§ Data items:
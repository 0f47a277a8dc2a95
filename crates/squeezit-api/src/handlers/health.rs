use axum::{http::StatusCode, response::IntoResponse, Json};
use serde::Serialize;
use utoipa::ToSchema;

#[derive(Debug, Serialize, ToSchema)]
pub struct HealthResponse {
    pub status: String,
    pub version: String,
}

/// Liveness probe; the service has no dependencies to check
#[utoipa::path(
    get,
    path = "/health",
    tag = "health",
    responses((status = 200, description = "Service is alive", body = HealthResponse))
)]
pub async fn health_check() -> impl IntoResponse {
    (
        StatusCode::OK,
        Json(HealthResponse {
            status: "alive".to_string(),
            version: env!("CARGO_PKG_VERSION").to_string(),
        }),
    )
}
//! Squeezit API Library
//!
//! HTTP handlers, middleware and application setup for the compress endpoint
//! and the pages around it.

mod api_doc;
pub mod constants;
mod handlers;
mod middleware;
pub mod setup;
pub mod telemetry;

pub mod error;
pub mod state;

pub use error::{ErrorResponse, HttpAppError};
pub use state::AppState;
//! Upload client for the Squeezit compress endpoint.
//!
//! `ApiClient` talks HTTP; `UploadSession` holds the client-side state
//! (selected formats and the current result list) and drives uploads through
//! any `CompressTransport`; `download` writes results to disk.

pub mod api;
pub mod download;
pub mod session;

pub use api::{ApiClient, CompressTransport};
pub use session::{Action, Phase, SessionState, UploadSession};
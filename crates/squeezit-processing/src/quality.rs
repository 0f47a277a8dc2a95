use squeezit_core::Format;

/// Encoder settings used for a target format. Quality is fixed per format and
/// never chosen by the user.
#[derive(Debug, Clone, Copy, PartialEq)]
pub enum EncodeQuality {
    /// Lossy encoder quality (0-100)
    Lossy(f32),
    /// Lossless encoding at the codec's default compression level
    Lossless,
    /// Whatever the codec does when given no options
    CodecDefault,
}

impl EncodeQuality {
    pub fn for_format(format: Format) -> Self {
        match format {
            Format::Jpeg => EncodeQuality::Lossy(80.0),
            Format::Png => EncodeQuality::Lossless,
            Format::Webp => EncodeQuality::Lossy(80.0),
            Format::Avif => EncodeQuality::Lossy(50.0),
            Format::Heic => EncodeQuality::Lossy(80.0),
            Format::Gif | Format::Tiff | Format::Bmp => EncodeQuality::CodecDefault,
        }
    }
}
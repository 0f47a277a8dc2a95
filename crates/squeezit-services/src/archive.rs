use std::io::Write;
use std::path::Path;

use anyhow::{Context, Result};
use squeezit_core::CompressedFile;

/// Download name of the packaged archive
pub const ARCHIVE_NAME: &str = "squeezit-images.zip";

/// Folder every entry is placed under inside the archive
pub const ARCHIVE_FOLDER: &str = "squeezit-images";

/// Strip path components so an entry cannot escape the archive folder.
fn sanitize_archive_filename(filename: &str, fallback: &str) -> String {
    Path::new(filename)
        .file_name()
        .and_then(|n| n.to_str())
        .filter(|s| !s.is_empty() && *s != "." && *s != "..")
        .unwrap_or(fallback)
        .to_string()
}

/// Package every successful result into one ZIP archive.
///
/// Failed entries are skipped. Returns `None` when nothing was converted, in
/// which case no archive is offered at all.
pub fn create_zip_archive(files: &[CompressedFile]) -> Result<Option<Vec<u8>>> {
    use zip::write::{FileOptions, ZipWriter};
    use zip::CompressionMethod;

    let converted: Vec<_> = files
        .iter()
        .enumerate()
        .filter_map(|(i, file)| file.result().map(|result| (i, file, result)))
        .collect();

    if converted.is_empty() {
        return Ok(None);
    }

    let mut buffer = Vec::new();
    {
        let mut zip = ZipWriter::new(std::io::Cursor::new(&mut buffer));
        let options = FileOptions::default()
            .compression_method(CompressionMethod::Deflated)
            .unix_permissions(0o644);

        for (index, file, result) in converted {
            let payload = result
                .decode()
                .with_context(|| format!("Failed to decode result: {}", file.filename))?;

            let safe_filename =
                sanitize_archive_filename(&file.filename, &format!("unnamed-{}", index + 1));
            let entry = format!("{}/{}", ARCHIVE_FOLDER, safe_filename);

            zip.start_file(entry.as_str(), options)
                .with_context(|| format!("Failed to add file to ZIP: {}", entry))?;
            zip.write_all(&payload.data)
                .with_context(|| format!("Failed to write file data to ZIP: {}", entry))?;
        }

        zip.finish().context("Failed to finalize ZIP archive")?;
    }

    tracing::debug!(bytes = buffer.len(), "Created archive");

    Ok(Some(buffer))
}
//! Application state shared by all handlers.

use std::sync::Arc;

use squeezit_core::Config;
use squeezit_services::TranscodeService;

pub struct AppState {
    pub config: Config,
    pub transcode_service: TranscodeService,
}

impl AppState {
    pub fn new(config: Config, transcode_service: TranscodeService) -> Arc<Self> {
        Arc::new(Self {
            config,
            transcode_service,
        })
    }
}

§ WHAT THE TASK ASKS: Lines that contain "index" should be pulled from the entries above and reported.

§ ANSWER BOX:
        for (index, file, result) in converted {
                sanitize_archive_filename(&file.filename, &format!("unnamed-{}", index + 1));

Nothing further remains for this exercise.